Sobald Daten in einem brauchbaren Zustand vorliegen, geht es darum, diese zu segmentieren, um Muster in den Statistiken zu erkennen. Dies ist nicht nur für die Neukundenansprache, sondern auch für das Churn Management wichtig. So können beispielsweise Kunden, die einen bestimmten Schwellenwert an Logins im Monat unterschreiten, frühzeitig angesprochen und zurückerobert werden. Schöner ist natürlich herauszufinden, welche Gemeinsamkeiten die Kunden mit den höchsten Zufriedenheitswerten oder Profiten haben und diese Kundengruppe unter den Neukunden rechtzeitig zu erkennen.

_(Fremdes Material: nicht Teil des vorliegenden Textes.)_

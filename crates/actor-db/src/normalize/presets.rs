//! Preset derivation from `Variable` entries.
//!
//! Each `<Variable Var="0100">Label</Variable>` names a full variable value.
//! The presets are re-expressed relative to the free mask so the editor can
//! show them as one dropdown over the unclaimed bits.

use crate::error::Warning;
use crate::model::{DropdownOption, PRESETS_NAME, PropertyEntry, TARGET_VAR};
use crate::normalize::parse_hex;
use crate::tree::XmlValue;

/// Bit position of the lowest set bit of `free_mask`, or 0 for an empty mask.
pub(crate) fn preset_shift(free_mask: u16) -> u32 {
    if free_mask == 0 {
        0
    } else {
        free_mask.trailing_zeros()
    }
}

/// Synthesizes the `Presets` property for an actor.
///
/// `variables` is either a single entry or a list of entries. Entries without
/// a hex `Var` value are dropped with a warning; a missing label becomes an
/// empty string.
pub(crate) fn derive_presets(
    name: &str,
    variables: &XmlValue,
    free_mask: u16,
    warnings: &mut Vec<Warning>,
) -> PropertyEntry {
    let entries = variables.items();

    if free_mask == 0 && !entries.is_empty() {
        warnings.push(Warning::EmptyFreeMask {
            name: name.to_string(),
            presets: entries.len(),
        });
    }

    let shift = preset_shift(free_mask);
    let mut dropdown = Vec::with_capacity(entries.len());

    for entry in entries {
        let label = entry.as_text().unwrap_or_default();
        if label.is_empty() {
            tracing::debug!(actor = name, "preset without label");
        }

        let Some(value) = entry.get("Var").and_then(XmlValue::as_text).and_then(parse_hex) else {
            warnings.push(Warning::InvalidPreset {
                name: name.to_string(),
                label: label.to_string(),
            });
            continue;
        };

        dropdown.push(DropdownOption(value >> shift, label.to_string()));
    }

    let mut presets = PropertyEntry::new(u32::from(free_mask), PRESETS_NAME, TARGET_VAR);
    presets.dropdown = Some(dropdown);
    presets
}
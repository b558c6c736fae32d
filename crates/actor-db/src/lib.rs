//! Actor database conversion.
//!
//! Converts the game editor's actor table (XML) into the `actors.toml` list
//! read by the scene editor:
//! - [`loader`]: XML → generic [`XmlValue`] tree, inline text under `tagInnerText`
//! - [`normalize`]: raw records → [`NormalizedActor`] with properties and presets
//! - [`writer`]: normalized actors → TOML text
//! - [`sink`]: text → file or standard output
//!
//! Malformed records are skipped or partially emitted; the [`Batch`] keeps
//! count of both so a run can be reviewed after the fact.

pub mod error;
pub mod loader;
pub mod model;
pub mod normalize;
pub mod report;
pub mod sink;
pub mod tree;
pub mod writer;

use std::path::Path;

pub use error::{LoadError, SkipReason, Warning};
pub use loader::{load_actor_table, parse_actor_table};
pub use model::{DropdownOption, NormalizedActor, PropertyEntry};
pub use normalize::{normalize_actor, normalize_table};
pub use report::{Batch, BatchSummary, RecordOutcome};
pub use sink::Sink;
pub use tree::XmlValue;
pub use writer::{TomlWriter, write_actors};

/// Loads an actor table file and normalizes every record.
pub fn convert_file(path: &Path) -> Result<Batch, LoadError> {
    let records = load_actor_table(path)?;
    Ok(normalize_table(&records))
}

/// Normalizes an actor table held in memory.
pub fn convert_str(xml: &str) -> Result<Batch, LoadError> {
    let records = parse_actor_table(xml)?;
    Ok(normalize_table(&records))
}
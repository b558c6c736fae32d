//! Generic document tree produced by the loader.
//!
//! XML is flattened into three shapes: objects (attributes and child elements
//! keyed by name), arrays (repeated child elements) and text. Typed field
//! access happens only after [`XmlValue::normalize_inner_text`] has run.

use std::collections::BTreeMap;

use serde::Serialize;

/// Key under which the loader stores the inline text of an element that also
/// carries attributes or children.
pub const INNER_TEXT_MARKER: &str = "$t";

/// Stable key that downstream code reads inline text from.
pub const INNER_TEXT_KEY: &str = "tagInnerText";

/// A node of the flattened document tree.
#[derive(Clone, Debug, PartialEq, Eq, Serialize)]
#[serde(untagged)]
pub enum XmlValue {
    Object(BTreeMap<String, XmlValue>),
    Array(Vec<XmlValue>),
    Text(String),
}

impl XmlValue {
    /// Rebuilds the tree, passing every object key at every depth through `rule`.
    ///
    /// `rule` returns `Some(new_key)` to rename a key and `None` to keep it.
    /// When a renamed key collides with an existing key, the renamed entry wins.
    pub fn rewrite_keys<F>(self, rule: &F) -> Self
    where
        F: Fn(&str) -> Option<String>,
    {
        match self {
            XmlValue::Object(fields) => {
                let mut rewritten = BTreeMap::new();
                let mut kept = Vec::new();

                for (key, value) in fields {
                    let value = value.rewrite_keys(rule);
                    match rule(&key) {
                        Some(new_key) => {
                            rewritten.insert(new_key, value);
                        }
                        None => kept.push((key, value)),
                    }
                }

                for (key, value) in kept {
                    rewritten.entry(key).or_insert(value);
                }

                XmlValue::Object(rewritten)
            }
            XmlValue::Array(items) => {
                XmlValue::Array(items.into_iter().map(|item| item.rewrite_keys(rule)).collect())
            }
            text @ XmlValue::Text(_) => text,
        }
    }

    /// Renames the inline-text marker to [`INNER_TEXT_KEY`] throughout the tree.
    pub fn normalize_inner_text(self) -> Self {
        self.rewrite_keys(&|key: &str| (key == INNER_TEXT_MARKER).then(|| INNER_TEXT_KEY.to_string()))
    }

    /// Looks up a field of an object node.
    pub fn get(&self, key: &str) -> Option<&XmlValue> {
        match self {
            XmlValue::Object(fields) => fields.get(key),
            _ => None,
        }
    }

    /// Returns the text of a node.
    ///
    /// Plain text nodes yield their content; objects yield their inline text
    /// when they carry one.
    pub fn as_text(&self) -> Option<&str> {
        match self {
            XmlValue::Text(text) => Some(text.as_str()),
            XmlValue::Object(fields) => match fields.get(INNER_TEXT_KEY) {
                Some(XmlValue::Text(text)) => Some(text.as_str()),
                _ => None,
            },
            XmlValue::Array(_) => None,
        }
    }

    /// Views the node as a list; a single item becomes a one-item slice.
    pub fn items(&self) -> &[XmlValue] {
        match self {
            XmlValue::Array(items) => items,
            other => std::slice::from_ref(other),
        }
    }

    /// Appends a repeated element, turning this node into an array if needed.
    pub(crate) fn push(&mut self, value: XmlValue) {
        match self {
            XmlValue::Array(items) => items.push(value),
            single => {
                let first = std::mem::replace(single, XmlValue::Array(Vec::with_capacity(2)));
                if let XmlValue::Array(items) = single {
                    items.push(first);
                    items.push(value);
                }
            }
        }
    }
}

#[cfg(test)]
mod tests {
    use super::*;

    fn object(pairs: Vec<(&str, XmlValue)>) -> XmlValue {
        XmlValue::Object(
            pairs
                .into_iter()
                .map(|(key, value)| (key.to_string(), value))
                .collect(),
        )
    }

    fn text(value: &str) -> XmlValue {
        XmlValue::Text(value.to_string())
    }

    #[test]
    fn normalize_inner_text_reaches_objects_inside_arrays() {
        let tree = object(vec![(
            "Actor",
            XmlValue::Array(vec![object(vec![(
                "Variable",
                XmlValue::Array(vec![
                    object(vec![("Var", text("0100")), ("$t", text("One"))]),
                    object(vec![("Var", text("0200")), ("$t", text("Two"))]),
                ]),
            )])]),
        )]);

        let tree = tree.normalize_inner_text();
        let variables = tree.get("Actor").unwrap().items()[0].get("Variable").unwrap();

        for variable in variables.items() {
            assert!(variable.get("$t").is_none());
            assert!(variable.get(INNER_TEXT_KEY).is_some());
        }
        assert_eq!(variables.items()[1].as_text(), Some("Two"));
    }

    #[test]
    fn renamed_key_wins_over_existing_key() {
        let tree = object(vec![("$t", text("renamed")), ("tagInnerText", text("original"))]);

        let tree = tree.normalize_inner_text();

        assert_eq!(tree.get(INNER_TEXT_KEY), Some(&text("renamed")));
        assert!(tree.get(INNER_TEXT_MARKER).is_none());
    }

    #[test]
    fn rewrite_keys_applies_arbitrary_rules() {
        let tree = object(vec![("a", object(vec![("b", text("x"))]))]);

        let tree = tree.rewrite_keys(&|key: &str| Some(key.to_uppercase()));

        assert_eq!(tree.get("A").and_then(|a| a.get("B")), Some(&text("x")));
    }

    #[test]
    fn push_promotes_single_value_to_array() {
        let mut value = text("first");
        value.push(text("second"));
        value.push(text("third"));

        assert_eq!(
            value,
            XmlValue::Array(vec![text("first"), text("second"), text("third")])
        );
    }

    #[test]
    fn items_wraps_single_values() {
        let single = text("only");
        assert_eq!(single.items(), &[text("only")]);

        let list = XmlValue::Array(vec![text("a"), text("b")]);
        assert_eq!(list.items().len(), 2);
    }

    #[test]
    fn as_text_ignores_objects_without_inner_text() {
        assert_eq!(object(vec![("Var", text("0001"))]).as_text(), None);
        assert_eq!(XmlValue::Array(vec![]).as_text(), None);
    }
}
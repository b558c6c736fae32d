//! Actor database converter.
//!
//! Run with: `convert ActorNames.xml [actors.toml]`

mod command;

use anyhow::Result;
use clap::Parser;
use command::Convert;

fn main() -> Result<()> {
    // Load .env file if it exists (for ACTOR_DB_OUTPUT and other env vars)
    let _ = dotenvy::dotenv();

    let cli = Convert::parse();
    init_tracing(cli.verbose);

    cli.execute()
}

/// Logs go to stderr so standard output only carries converted text.
fn init_tracing(verbose: bool) {
    let level = if verbose {
        tracing::Level::DEBUG
    } else {
        tracing::Level::INFO
    };

    tracing_subscriber::fmt()
        .with_env_filter(
            tracing_subscriber::EnvFilter::from_default_env().add_directive(level.into()),
        )
        .with_writer(std::io::stderr)
        .init();
}
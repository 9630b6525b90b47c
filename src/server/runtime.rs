/// Container-aware worker-thread sizing for the tokio runtime.
///
/// Detection order: `REPROXY_CPU_LIMIT` env override (supports "4" and
/// "4000m"), cgroup v2 `cpu.max`, cgroup v1 quota/period, then host
/// parallelism. Tokio's default is the host CPU count, which
/// over-provisions threads inside CPU-limited containers.
pub fn worker_thread_count() -> usize {
    if let Ok(value) = std::env::var("REPROXY_CPU_LIMIT") {
        if let Some(cores) = parse_cpu_value(&value) {
            return cores.max(1);
        }
    }

    if let Ok(content) = std::fs::read_to_string("/sys/fs/cgroup/cpu.max") {
        if let Some(cores) = parse_cgroup_v2_cpu(&content) {
            return cores.max(1);
        }
    }

    if let (Ok(quota), Ok(period)) = (
        std::fs::read_to_string("/sys/fs/cgroup/cpu/cpu.cfs_quota_us"),
        std::fs::read_to_string("/sys/fs/cgroup/cpu/cpu.cfs_period_us"),
    ) {
        if let Some(cores) = quota_cores(quota.trim().parse().ok(), period.trim().parse().ok()) {
            return cores.max(1);
        }
    }

    std::thread::available_parallelism()
        .map(|p| p.get())
        .unwrap_or(1)
}

/// "4" (cores) or "4000m" (millicores).
fn parse_cpu_value(value: &str) -> Option<usize> {
    let value = value.trim();
    match value.strip_suffix('m') {
        Some(millicores) => millicores.parse::<usize>().ok().map(|m| m / 1000),
        None => value.parse::<usize>().ok(),
    }
}

/// cgroup v2 `cpu.max` is "quota period" or "max period" (unlimited).
fn parse_cgroup_v2_cpu(content: &str) -> Option<usize> {
    let mut parts = content.split_whitespace();
    let quota = parts.next()?;
    let period = parts.next()?;
    if quota == "max" {
        return None;
    }
    quota_cores(quota.parse().ok(), period.parse().ok())
}

fn quota_cores(quota: Option<i64>, period: Option<i64>) -> Option<usize> {
    match (quota?, period?) {
        (quota, period) if quota > 0 && period > 0 => Some((quota / period) as usize),
        _ => None,
    }
}
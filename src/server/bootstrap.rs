use crate::config::Config;
use crate::server::{self, ProxyState};
use crate::upstream::health;
use anyhow::Result;
use std::sync::Arc;
use tokio::sync::Notify;
use tracing::info;
use tracing_subscriber::layer::SubscriberExt;
use tracing_subscriber::util::SubscriberInitExt;
use tracing_subscriber::EnvFilter;

/// CLI arguments forwarded from `main()`.
pub struct BootstrapArgs {
    pub config_path: std::path::PathBuf,
}

/// Process lifecycle: load config → init logging → build routing state
/// and load balancers → spawn health checkers, admin and listener
/// servers → block until a termination signal → drain and exit.
pub async fn run(args: BootstrapArgs) -> Result<()> {
    let config = Config::load(&args.config_path)?;

    init_tracing(&config.global.log_level);
    info!("config loaded successfully for reproxy");

    let state = Arc::new(ProxyState::build(config).await?);
    let shutdown = Arc::new(Notify::new());

    for balancer in state.balancers.values() {
        health::launch_health_check(balancer.pool().clone(), shutdown.clone());
    }

    start_admin_server(&state);

    let mut listener_handles = Vec::new();
    for port in state.groups.keys().copied() {
        let state = state.clone();
        let shutdown = shutdown.clone();
        listener_handles.push(tokio::spawn(async move {
            server::run_listener_server(port, state, shutdown).await
        }));
    }

    wait_for_shutdown(&shutdown).await;

    for handle in listener_handles {
        match handle.await {
            Ok(Ok(())) => {}
            Ok(Err(e)) => tracing::error!("server: listener task failed, error={}", e),
            Err(e) => tracing::error!("server: listener task panicked, error={}", e),
        }
    }

    info!("server: shutdown complete");
    Ok(())
}

fn init_tracing(log_level: &str) {
    // tracing has no fatal level; config "fatal" maps to error.
    let level = match log_level {
        "fatal" => "error",
        other => other,
    };

    let (non_blocking, guard) = tracing_appender::non_blocking::NonBlockingBuilder::default()
        .buffered_lines_limit(128_000)
        .lossy(true)
        .finish(std::io::stdout());

    tracing_subscriber::registry()
        .with(EnvFilter::try_from_default_env().unwrap_or_else(|_| EnvFilter::new(level)))
        .with(
            tracing_subscriber::fmt::layer()
                .with_writer(non_blocking)
                .with_ansi(false)
                .with_target(false)
                .json(),
        )
        .init();

    // The writer guard must outlive the process.
    std::mem::forget(guard);
}

fn start_admin_server(state: &Arc<ProxyState>) {
    let config = state.config.clone();
    let port = state.admin_port;
    tokio::spawn(async move {
        if let Err(e) = server::run_admin_server(port, config).await {
            tracing::error!("server: admin failed, error={}", e);
        }
    });
}

async fn wait_for_shutdown(shutdown: &Arc<Notify>) {
    let ctrl_c = tokio::signal::ctrl_c();

    #[cfg(unix)]
    let (terminate, quit) = {
        use tokio::signal::unix::{signal, SignalKind};
        let mut term =
            signal(SignalKind::terminate()).expect("failed to install SIGTERM handler");
        let mut quit = signal(SignalKind::quit()).expect("failed to install SIGQUIT handler");
        (
            async move {
                term.recv().await;
            },
            async move {
                quit.recv().await;
            },
        )
    };

    #[cfg(not(unix))]
    let (terminate, quit) = (std::future::pending::<()>(), std::future::pending::<()>());

    tokio::select! {
        _ = ctrl_c => info!("server: received SIGINT, shutting down"),
        _ = terminate => info!("server: received SIGTERM, shutting down"),
        _ = quit => info!("server: received SIGQUIT, shutting down"),
    }

    shutdown.notify_waiters();
}
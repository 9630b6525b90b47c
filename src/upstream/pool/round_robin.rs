use super::BackendSet;
use crate::upstream::Backend;
use std::sync::atomic::{AtomicUsize, Ordering};
use std::sync::Arc;

/// Classic round robin: advance the cursor, inspect that backend, and
/// keep rotating until an alive backend turns up or the pool has been
/// walked once.
pub struct RoundRobinPool {
    pub(crate) backends: BackendSet,
    cursor: AtomicUsize,
}

impl RoundRobinPool {
    pub fn new() -> Self {
        Self {
            backends: BackendSet::new(),
            cursor: AtomicUsize::new(0),
        }
    }

    pub fn next_peer(&self) -> Option<Arc<Backend>> {
        let backends = self.backends.snapshot();
        if backends.is_empty() {
            return None;
        }

        for _ in 0..backends.len() {
            let slot = self.cursor.fetch_add(1, Ordering::Relaxed).wrapping_add(1);
            let candidate = &backends[slot % backends.len()];
            if candidate.is_alive() {
                return Some(candidate.clone());
            }
        }
        None
    }
}

impl Default for RoundRobinPool {
    fn default() -> Self {
        Self::new()
    }
}
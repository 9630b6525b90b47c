use crate::config::LoadBalancingConfig;
use crate::dns::DnsResolver;
use crate::error::ProxyError;
use crate::proxy::context::{empty_body, full_body, BoxBody};
use crate::routing::Handler;
use crate::upstream::pool::{SelectionKey, ServerPool};
use crate::upstream::Backend;
use anyhow::{Context, Result};
use bytes::Bytes;
use http::header::{CONTENT_TYPE, SET_COOKIE};
use http::{HeaderMap, HeaderValue, Method, Response, StatusCode};
use http_body_util::BodyExt;
use std::collections::HashMap;
use std::sync::Arc;
use std::time::Duration;
use tracing::{info, warn};

/// The outbound request the forwarder hands to `serve`. The body is
/// buffered when retries are possible so attempts can be replayed;
/// with retries disabled it streams through untouched.
pub struct OutboundRequest {
    pub method: Method,
    /// Path plus query, with a leading `/`.
    pub path_and_query: String,
    pub headers: HeaderMap,
    pub buffered: Option<Bytes>,
    pub streaming: Option<BoxBody>,
}

/// Per-handler façade over one server pool: peer selection, forwarding,
/// sticky-cookie emission, and the retry loop.
pub struct LoadBalancer {
    pool: Arc<ServerPool>,
    retries: u32,
    try_interval: Duration,
}

impl LoadBalancer {
    pub fn new(pool: Arc<ServerPool>, retries: u32, try_interval: Duration) -> Self {
        Self {
            pool,
            retries,
            try_interval,
        }
    }

    /// Build from handler configuration. A zero `try_interval` falls
    /// back to the 5-second default.
    pub fn for_handler(cfg: &LoadBalancingConfig, pool: Arc<ServerPool>) -> Self {
        let secs = if cfg.try_interval == 0 {
            5
        } else {
            cfg.try_interval
        };
        Self::new(pool, cfg.retries, Duration::from_secs(secs))
    }

    pub fn pool(&self) -> &Arc<ServerPool> {
        &self.pool
    }

    /// Forward through the pool. On transport failure the chosen
    /// backend is marked dead and selection re-enters the pool — so a
    /// retry can land on a different backend — until the per-request
    /// attempt counter reaches the retry budget.
    pub async fn serve(&self, mut out: OutboundRequest, key: &SelectionKey) -> Response<BoxBody> {
        let mut retry_count: u32 = 0;

        loop {
            let Some(backend) = self.pool.get_next_valid_peer(key) else {
                warn!("balancer: {}", ProxyError::NoBackendAvailable);
                return service_unavailable();
            };

            let body = match &out.buffered {
                Some(bytes) => full_body(bytes.clone()),
                None => out.streaming.take().unwrap_or_else(empty_body),
            };

            backend.inc_active();
            let result = backend
                .forward(out.method.clone(), &out.path_and_query, &out.headers, body)
                .await;
            backend.dec_active();

            match result {
                Ok(response) => {
                    let mut response = response.map(|b| b.boxed());
                    for cookie in backend.take_sticky_cookies() {
                        if let Ok(value) = HeaderValue::from_str(&cookie) {
                            response.headers_mut().append(SET_COOKIE, value);
                        }
                    }
                    return response;
                }
                Err(e) => {
                    warn!(
                        "balancer: {}, upstream={}",
                        ProxyError::BackendUnreachable(e.to_string()),
                        backend.url()
                    );
                    backend.set_alive(false);

                    if retry_count >= self.retries {
                        info!(
                            "balancer: max retry attempts reached, upstream={}, retries={}",
                            backend.url(),
                            self.retries
                        );
                        return service_unavailable();
                    }

                    retry_count += 1;
                    tokio::time::sleep(self.try_interval).await;
                }
            }
        }
    }
}

fn service_unavailable() -> Response<BoxBody> {
    Response::builder()
        .status(StatusCode::SERVICE_UNAVAILABLE)
        .header(CONTENT_TYPE, "text/plain; charset=utf-8")
        .body(full_body("Service not available"))
        .expect("static response parts")
}

/// Build the `handler id → load balancer` registry: one pool per
/// handler with upstreams, fed by the static list plus DNS-resolved
/// dynamic entries. Malformed upstream URLs are a hard startup failure;
/// DNS failures degrade to whatever did resolve.
pub async fn start_load_balancers(
    handlers: &[Arc<Handler>],
    resolver: Option<&DnsResolver>,
) -> Result<HashMap<usize, Arc<LoadBalancer>>> {
    let mut balancers = HashMap::new();

    for handler in handlers {
        let Some(rp) = &handler.reverse_proxy else {
            continue;
        };

        let pool = Arc::new(ServerPool::new(&rp.load_balancing.strategy));

        let mut urls = rp.upstreams.static_urls.clone();
        if !rp.upstreams.dynamic.is_empty() {
            match resolver {
                Some(resolver) => {
                    let (resolved, err) = resolver.resolve_upstreams(&rp.upstreams.dynamic).await;
                    if let Some(err) = err {
                        warn!("balancer: {}, continuing with remaining upstreams", err);
                    }
                    urls.extend(resolved);
                }
                None => warn!(
                    "balancer: no dns resolver available, skipping {} dynamic upstream(s)",
                    rp.upstreams.dynamic.len()
                ),
            }
        }

        for url in &urls {
            let backend = Backend::new(url)
                .with_context(|| format!("building backend for handler {}", handler.id))?;
            pool.add_backend(Arc::new(backend));
        }

        info!(
            "balancer: pool ready, handler={}, strategy={}, backends={}",
            handler.id,
            pool.strategy_name(),
            pool.size()
        );

        balancers.insert(
            handler.id,
            Arc::new(LoadBalancer::for_handler(&rp.load_balancing, pool)),
        );
    }

    Ok(balancers)
}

4. Referenzdaten erarbeiten

Kenne deinen Kunden – denn die sicherste Methode, schlechte Daten zu erkennen, ist zu verstehen, wie groß das Delte der Datenstreuung ist. Weichen die Werte ab, gilt es die Ursache zu finden. Hat sich das Verhalten der Kunden geändert, sind Parameter der Datenaufbereitung neu oder wird einfach Datenmüll gespeichert?


5. Intent-Daten verwenden

Wer sich selbst nicht oder nicht kurzfristig in der Lage sieht, die notwendige Datenqualität herzustellen, kann Intent-Daten nutzen. Das sind zugekaufte Vergleichsdaten von Drittanbietern. Wie der Name schon sagt, enthalten sie den "Intent", also die Absicht zu einem gewissen Zeitpunkt in der Customer Journey. Zudem bieten Intent-Daten einen Referenzpunkt, der sich mit den eigenen abgleichen lässt, sodass Ungenauigkeiten minimiert werden, die möglicherweise schon seit Jahren im CRM vorhanden sind.


6. Daten-Partnerschaften

Im Gegensatz zu den Intent-Daten von Erstanbietern hilft die Zusammenarbeit mit einem Drittanbieter (wie GFK) dabei, das Verhalten von potenziellen Kunden außerhalb der eigenen Website zu verstehen. Wie interagieren Nutzer bei Deinen Wettbewerbern? Der richtige Anbieter gibt wertvolle Einblicke in das gesamte Verhalten potenzieller Kunden. Selbstverständlich sollte man darauf achten, Partner zu wählen, die in Sachen Datenschutz wasserdicht sind. Aber es ist schon sehr verlockend, das kleine Datenstück mit reinzugeben und den ganzen Datenkuchen aller angeschlossenen Partner zurückzubekommen.


Was auch immer du tust; Nichtstun ist bei Daten keine Alternative. Denn nichts führt zu schlechteren Kampagnen als Daten, von denen man nicht weiß, wie schlecht sie sind.